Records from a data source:
//! Inno Setup script generation.
//!
//! The user's template is emitted verbatim, followed by a `[Dirs]` and a
//! `[Files]` section rendered with Handlebars.

use super::utils;
use crate::packer::{error::Result, path::PackPath};
use handlebars::Handlebars;
use serde::Serialize;
use std::path::Path;

/// Sections appended after the user template.
pub const SECTIONS_TEMPLATE: &str = r#"{{template}}

[Dirs]
{{#each dirs}}Name: "{app}/{{this}}"
{{/each}}

[Files]
Source: "{{artifact}}"; DestDir: "{app}"
{{#each files}}Source: "{{this.source}}"; DestDir: "{app}{{this.dest_dir}}"
{{/each}}
"#;

/// One file installation declaration.
#[derive(Debug, Clone, PartialEq, Eq)]
pub struct InstallerFile {
    /// Absolute source path on the build host.
    pub source: PackPath,
    /// Target path relative to the install directory.
    pub target: PackPath,
}

#[derive(Serialize)]
struct FileLine {
    source: String,
    dest_dir: String,
}

#[derive(Serialize)]
struct ScriptData<'a> {
    template: &'a str,
    artifact: String,
    dirs: Vec<String>,
    files: Vec<FileLine>,
}

/// Render the complete script.
pub fn render(
    template: &str,
    artifact: &Path,
    dirs: &[PackPath],
    files: &[InstallerFile],
) -> Result<String> {
    let mut handlebars = Handlebars::new();
    handlebars.register_escape_fn(handlebars::no_escape);
    handlebars.register_template_string("installer.iss", SECTIONS_TEMPLATE)?;

    let data = ScriptData {
        template: template.trim_end(),
        artifact: utils::quote(&artifact.display().to_string()),
        dirs: dirs.iter().map(|d| utils::quote(&d.to_posix())).collect(),
        files: files
            .iter()
            .map(|file| {
                let dir = file.target.dirname();
                FileLine {
                    source: utils::quote(file.source.as_str()),
                    dest_dir: if dir.is_current_dir() {
                        String::new()
                    } else {
                        format!("/{}", utils::quote(&dir.to_posix()))
                    },
                }
            })
            .collect(),
    };

    Ok(handlebars.render("installer.iss", &data)?)
}

#[cfg(test)]
mod tests {
    use super::*;

    fn file(source: &str, target: &str) -> InstallerFile {
        InstallerFile {
            source: PackPath::new(source),
            target: PackPath::new(target),
        }
    }

    #[test]
    fn test_render_sections() {
        let script = render(
            "[Setup]\nAppName=Hello\n",
            Path::new("/tmp/staging/hello.exe"),
            &[PackPath::new("src"), PackPath::new("lib/ruby")],
            &[
                file("/home/me/app/hello.rb", "src/hello.rb"),
                file("/home/me/app/README", "README"),
            ],
        )
        .unwrap();

        assert!(script.starts_with("[Setup]\nAppName=Hello\n"));
        let lines: Vec<&str> = script.lines().collect();
        assert_eq!(lines.iter().filter(|l| l.starts_with("Name:")).count(), 2);
        assert_eq!(lines.iter().filter(|l| l.starts_with("Source:")).count(), 3);
        assert!(lines.contains(&r#"Name: "{app}/lib/ruby""#));
        assert!(lines.contains(&r#"Source: "/tmp/staging/hello.exe"; DestDir: "{app}""#));
        assert!(lines.contains(&r#"Source: "/home/me/app/hello.rb"; DestDir: "{app}/src""#));
        assert!(lines.contains(&r#"Source: "/home/me/app/README"; DestDir: "{app}""#));
        let dirs_at = lines.iter().position(|l| *l == "[Dirs]").unwrap();
        let files_at = lines.iter().position(|l| *l == "[Files]").unwrap();
        assert!(dirs_at < files_at);
    }

    #[test]
    fn test_render_doubles_quotes() {
        let script = render(
            "",
            Path::new("out.exe"),
            &[],
            &[file(r#"C:\a "b"\c.rb"#, "src/c.rb")],
        )
        .unwrap();
        assert!(script.contains(r#"Source: "C:\a ""b""\c.rb"; DestDir: "{app}/src""#));
    }
}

# EXERCISE AIM:
Beginning at the top of the data, please return every line until and including the line containing "use serde::Serialize;", copied exactly, and nothing past it.

# RESPONSE TO THIS TASK:
//! Inno Setup script generation.
//!
//! The user's template is emitted verbatim, followed by a `[Dirs]` and a
//! `[Files]` section rendered with Handlebars.

use super::utils;
use crate::packer::{error::Result, path::PackPath};
use handlebars::Handlebars;
use serde::Serialize;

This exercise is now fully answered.